Why is it so hard for me to get back into a groove of at least writing here? I sometimes lay awake at night thinking about things I’d like to write and think to myself “that it is a great idea” but then the morning rolls around and …… nothing. Maybe I should just get up and write in the night? That seems to be when my mind is a peak creativity. I’ve always been more of a night person anyway. Perhaps it is the quiet? Although that is an enemy of mine too.
Anyway, today I plan to get stuck into a project that I started a while back. The plan is to work on it for a few hours and see where it takes me creatively. The biggest challenge for me, is that after I have fulfilled all my obligations for the day, I have no mental energy left sometimes. Just enough to feed myself (sometimes even that is too much) and then do little else until it is time for bed. Which is when my brain then decides it has lots of ideas and thoughts!
I did finish a small project the other day which is quite satisfying. It is a personal thing which I will never show the world, but it felt like a big achievement to me.

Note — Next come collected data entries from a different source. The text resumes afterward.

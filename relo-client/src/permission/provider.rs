//! Provider lifecycle and the screen-side accessor
//!
//! A [`PermissionProvider`] owns the gate for the lifetime of a logged-in
//! session: it starts the initial load, reloads when the window regains
//! focus, and tears everything down on unmount. Screens never reach for
//! the gate globally; they receive a [`ScreenContext`].

use std::sync::Arc;

use tokio::sync::broadcast;
use tokio::task::JoinHandle;
use tokio_util::sync::CancellationToken;

use super::gate::PermissionGate;
use crate::ClientConfig;
use crate::error::GateError;

/// Window lifecycle events fed to the provider
#[derive(Debug, Clone, Copy, PartialEq, Eq)]
pub enum WindowEvent {
    Focus,
    Blur,
}

/// Mounted permission gate plus its focus listener
#[derive(Debug)]
pub struct PermissionProvider {
    gate: Arc<PermissionGate>,
    listener: Option<JoinHandle<()>>,
}

impl PermissionProvider {
    /// Mount the provider: start the initial load in the background and,
    /// when `window_events` is given, reload on every focus event.
    ///
    /// Must be called inside a tokio runtime.
    pub fn mount(gate: Arc<PermissionGate>, window_events: Option<broadcast::Receiver<WindowEvent>>) -> Self {
        tokio::spawn({
            let gate = gate.clone();
            async move { gate.load().await }
        });

        let listener = window_events.map(|events| {
            tokio::spawn(listen_for_focus(gate.clone(), events, gate.shutdown_token()))
        });

        tracing::debug!(refresh_on_focus = listener.is_some(), "Permission provider mounted");
        Self { gate, listener }
    }

    /// Like [`mount`](Self::mount), ignoring window events when
    /// `refresh_on_focus` is disabled in `config`.
    pub fn mount_with_config(
        gate: Arc<PermissionGate>,
        config: &ClientConfig,
        window_events: Option<broadcast::Receiver<WindowEvent>>,
    ) -> Self {
        Self::mount(gate, window_events.filter(|_| config.refresh_on_focus))
    }

    pub fn gate(&self) -> &Arc<PermissionGate> {
        &self.gate
    }

    /// Context handed to screens rendered under this provider
    pub fn context(&self) -> ScreenContext {
        ScreenContext::with_permissions(self.gate.clone())
    }

    /// Wait for the initial (or current) load to settle
    pub async fn ready(&self) {
        self.gate.wait_until_loaded().await;
    }

    /// Tear down the gate and deregister the focus listener
    pub async fn unmount(mut self) {
        self.gate.teardown();
        if let Some(listener) = self.listener.take() {
            // The listener exits on the cancelled token; a join error means it panicked.
            if let Err(e) = listener.await {
                tracing::warn!(error = %e, "Focus listener ended abnormally");
            }
        }
    }
}

impl Drop for PermissionProvider {
    fn drop(&mut self) {
        self.gate.teardown();
        if let Some(listener) = self.listener.take() {
            listener.abort();
        }
    }
}

async fn listen_for_focus(
    gate: Arc<PermissionGate>,
    mut events: broadcast::Receiver<WindowEvent>,
    shutdown: CancellationToken,
) {
    loop {
        let event = tokio::select! {
            _ = shutdown.cancelled() => break,
            event = events.recv() => event,
        };

        match event {
            Ok(WindowEvent::Focus) => spawn_reload(&gate),
            Ok(WindowEvent::Blur) => {}
            Err(broadcast::error::RecvError::Lagged(skipped)) => {
                // Missed events may have included a focus; reload once.
                tracing::debug!(skipped, "Focus listener lagged");
                spawn_reload(&gate);
            }
            Err(broadcast::error::RecvError::Closed) => break,
        }
    }
    tracing::debug!("Focus listener stopped");
}

fn spawn_reload(gate: &Arc<PermissionGate>) {
    let gate = gate.clone();
    tokio::spawn(async move { gate.load().await });
}

/// Dependencies handed to a screen.
#[derive(Debug, Clone, Default)]
pub struct ScreenContext {
    permissions: Option<Arc<PermissionGate>>,
}

impl ScreenContext {
    /// Context without a provider. Only useful for screens that never check permissions.
    pub fn new() -> Self {
        Self::default()
    }

    pub fn with_permissions(gate: Arc<PermissionGate>) -> Self {
        Self {
            permissions: Some(gate),
        }
    }

    /// The permission gate, or [`GateError::MissingProvider`] when the
    /// screen was built outside a provider.
    pub fn permissions(&self) -> Result<&Arc<PermissionGate>, GateError> {
        self.permissions.as_ref().ok_or_else(|| {
            tracing::error!("Permissions accessed outside a PermissionProvider");
            GateError::MissingProvider
        })
    }
}
fn validate_comment(comment: Option<&str>) -> Result<Option<&str>, ApiError> {
    match comment {
        Some(comment) if comment.chars().count() > MAX_COMMENT_CHARS => {
            Err(ApiError::CommentTooLong)
        }
        other => Ok(other),
    }
}

#[cfg(test)]
mod tests {
    use super::*;
    use crate::models::NewJob;
    use crate::models::NewOrder;
    use chrono::{Duration, TimeZone};
    use serde_json::json;

    fn fixed_now() -> DateTime<Utc> {
        Utc.with_ymd_and_hms(2024, 6, 1, 12, 0, 0).unwrap()
    }

    fn signer() -> LinkSigner {
        LinkSigner::new("test-secret")
    }

    struct Fixture {
        token: String,
        signature: String,
    }

    fn seed(connection: &mut SqliteConnection, status: JobStatus) -> Fixture {
        seed_expiring(connection, status, fixed_now() + Duration::days(7))
    }

    fn seed_expiring(
        connection: &mut SqliteConnection,
        status: JobStatus,
        expires_at: DateTime<Utc>,
    ) -> Fixture {
        let document = json!({
            "email": "sam@example.com",
            "userId": "user-7",
            "deliveredAt": "2024-05-30T10:00:00Z",
            "items": [{ "name": "Desk", "qty": 1, "price": 120 }]
        })
        .to_string();

        diesel::insert_into(schema::orders::table)
            .values(&NewOrder {
                id: "order-1",
                document: &document,
                created_at: fixed_now().naive_utc(),
            })
            .execute(connection)
            .unwrap();

        let delivered = fixed_now() - Duration::days(2);

        diesel::insert_into(schema::review_jobs::table)
            .values(&NewJob {
                id: "review_order-1",
                order_id: "order-1",
                user_id: Some("user-7"),
                recipient: Some("sam@example.com"),
                status: status.as_str(),
                attempts: 0,
                created_at: delivered.naive_utc(),
                delivered_at: delivered.naive_utc(),
                send_at: (delivered + Duration::hours(24)).naive_utc(),
                expires_at: expires_at.naive_utc(),
                last_error: None,
            })
            .execute(connection)
            .unwrap();

        let expires_at_millis = expires_at.naive_utc().and_utc().timestamp_millis();
        let signature = signer().sign("review_order-1", expires_at_millis);

        Fixture {
            token: String::from("review_order-1"),
            signature,
        }
    }

    fn load_job(connection: &mut SqliteConnection, id: &str) -> Job {
        use schema::review_jobs::dsl as jobs;

        jobs::review_jobs
            .find(id)
            .select(Job::as_select())
            .first(connection)
            .unwrap()
    }

    #[test]
    fn valid_link_verifies_and_exposes_order() {
        let connection = &mut storage::test_connection();
        let fixture = seed(connection, JobStatus::Sent);

        let verified = verify_link(
            connection,
            &signer(),
            &fixture.token,
            &fixture.signature,
            fixed_now(),
        )
        .unwrap();

        assert_eq!(verified.job.id, "review_order-1");
        assert_eq!(verified.order.id, "order-1");
    }

    #[test]
    fn tampered_signature_is_rejected() {
        let connection = &mut storage::test_connection();
        let fixture = seed(connection, JobStatus::Sent);

        let result = verify_link(connection, &signer(), &fixture.token, "deadbeef", fixed_now());
        assert!(matches!(result, Err(ApiError::InvalidSignature)));

        let wrong_key = LinkSigner::new("other-secret");
        let result = verify_link(
            connection,
            &wrong_key,
            &fixture.token,
            &fixture.signature,
            fixed_now(),
        );
        assert!(matches!(result, Err(ApiError::InvalidSignature)));
    }

    #[test]
    fn unknown_token_is_not_found() {
        let connection = &mut storage::test_connection();

        let result = verify_link(connection, &signer(), "review_nope", "00", fixed_now());
        assert!(matches!(result, Err(ApiError::NotFound)));
    }

    #[test]
    fn used_job_is_not_allowed_even_with_valid_signature() {
        let connection = &mut storage::test_connection();
        let fixture = seed(connection, JobStatus::Used);

        let result = verify_link(
            connection,
            &signer(),
            &fixture.token,
            &fixture.signature,
            fixed_now(),
        );
        assert!(matches!(result, Err(ApiError::NotAllowed)));
    }

    #[test]
    fn revoked_job_is_not_allowed() {
        let connection = &mut storage::test_connection();
        let fixture = seed(connection, JobStatus::Revoked);

        let result = verify_link(
            connection,
            &signer(),
            &fixture.token,
            &fixture.signature,
            fixed_now(),
        );
        assert!(matches!(result, Err(ApiError::NotAllowed)));
    }

    #[test]
    fn expired_link_is_rejected() {
        let connection = &mut storage::test_connection();
        let fixture =
            seed_expiring(connection, JobStatus::Sent, fixed_now() - Duration::hours(1));

        let result = verify_link(
            connection,
            &signer(),
            &fixture.token,
            &fixture.signature,
            fixed_now(),
        );
        assert!(matches!(result, Err(ApiError::Expired)));
    }

    #[test]
    fn missing_archive_record_fails_closed() {
        let connection = &mut storage::test_connection();
        let fixture = seed(connection, JobStatus::Sent);

        diesel::delete(schema::orders::table)
            .execute(connection)
            .unwrap();

        let result = verify_link(
            connection,
            &signer(),
            &fixture.token,
            &fixture.signature,
            fixed_now(),
        );
        assert!(matches!(result, Err(ApiError::NotFound)));
    }

    #[test]
    fn submission_writes_once_and_replays_quietly() {
        let connection = &mut storage::test_connection();
        let fixture = seed(connection, JobStatus::Sent);
        let signer = signer();

        let first = submit_review(
            connection,
            &signer,
            &fixture.token,
            &fixture.signature,
            5,
            Some("great chair"),
            fixed_now(),
        );
        assert!(matches!(first, Ok(true)));

        let job = load_job(connection, "review_order-1");
        assert_eq!(job.status, "used");
        assert!(job.used_at.is_some());

        // The used transition would normally block a second verify, but a
        // replay with the same token must still succeed without writing.
        let second = submit_review(
            connection,
            &signer,
            &fixture.token,
            &fixture.signature,
            1,
            None,
            fixed_now(),
        );
        assert!(matches!(second, Ok(false)));

        use schema::reviews::dsl as reviews;
        let count: i64 = reviews::reviews.count().get_result(connection).unwrap();
        assert_eq!(count, 1);

        let review: Review = reviews::reviews
            .find("review_order-1")
            .select(Review::as_select())
            .first(connection)
            .unwrap();
        assert_eq!(review.rating, 5);
        assert_eq!(review.comment.as_deref(), Some("great chair"));

        use schema::orders::dsl as orders;
        let stamped: Option<chrono::NaiveDateTime> = orders::orders
            .find("order-1")
            .select(orders::review_submitted_at)
            .first(connection)
            .unwrap();
        assert!(stamped.is_some());
    }

    #[test]
    fn replayed_submission_still_requires_a_valid_signature() {
        let connection = &mut storage::test_connection();
        let fixture = seed(connection, JobStatus::Sent);
        let signer = signer();

        let first = submit_review(
            connection,
            &signer,
            &fixture.token,
            &fixture.signature,
            4,
            None,
            fixed_now(),
        );
        assert!(matches!(first, Ok(true)));

        // Same token, garbage signature: the replay path must not hand
        // out a success for an unauthenticated request.
        let forged = submit_review(
            connection,
            &signer,
            &fixture.token,
            "deadbeef",
            4,
            None,
            fixed_now(),
        );
        assert!(matches!(
            forged,
            Err(SubmitFailure::Api(ApiError::InvalidSignature))
        ));

        let legit_retry = submit_review(
            connection,
            &signer,
            &fixture.token,
            &fixture.signature,
            4,
            None,
            fixed_now(),
        );
        assert!(matches!(legit_retry, Ok(false)));

        use schema::reviews::dsl as reviews;
        let count: i64 = reviews::reviews.count().get_result(connection).unwrap();
        assert_eq!(count, 1);
    }

    #[test]
    fn rating_bounds_are_enforced() {
        assert!(matches!(
            validate_rating(Some(&json!(0))),
            Err(ApiError::InvalidRating)
        ));
        assert!(matches!(
            validate_rating(Some(&json!(6))),
            Err(ApiError::InvalidRating)
        ));
        assert!(matches!(
            validate_rating(Some(&json!(3.5))),
            Err(ApiError::InvalidRating)
        ));
        assert!(matches!(
            validate_rating(Some(&json!("4"))),
            Err(ApiError::InvalidRating)
        ));
        assert!(matches!(validate_rating(None), Err(ApiError::InvalidRating)));

        assert_eq!(validate_rating(Some(&json!(1))).unwrap(), 1);
        assert_eq!(validate_rating(Some(&json!(5))).unwrap(), 5);
    }

    #[test]
    fn overlong_comments_are_rejected() {
        let long = "x".repeat(2001);
        assert!(matches!(
            validate_comment(Some(&long)),
            Err(ApiError::CommentTooLong)
        ));

        let max = "x".repeat(2000);
        assert_eq!(validate_comment(Some(&max)).unwrap(), Some(max.as_str()));
        assert_eq!(validate_comment(None).unwrap(), None);
    }
}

The thing is I know I can complete all these projects I set for myself. I have the necessary experience and even on things I don’t know yet I am confident that I can learn them. Mostly it is the learning part, especially getting my hands dirty and just having a go, that I find most appealing. I just can’t kick my brain out of neutral enough sometimes. So, when I do complete something however small, I relish it. It is the small victories, right? All I need to do is have enough energy left after giving it everything I have for my obligations to do some of the things I enjoy. I know it will be worth it.
So today, I will at least get to a good place or even get close to finishing a project and who knows I may even break my personal creative dry spell?
As a side note, it always takes me longer to think up a title for these posts. Why is my mind like this? Ah, that’ll do! Time to throw on some music and get it done and on that note, I highly recommend the new Chilis album – Unlimited Love. It is brilliant! Black Summer is great!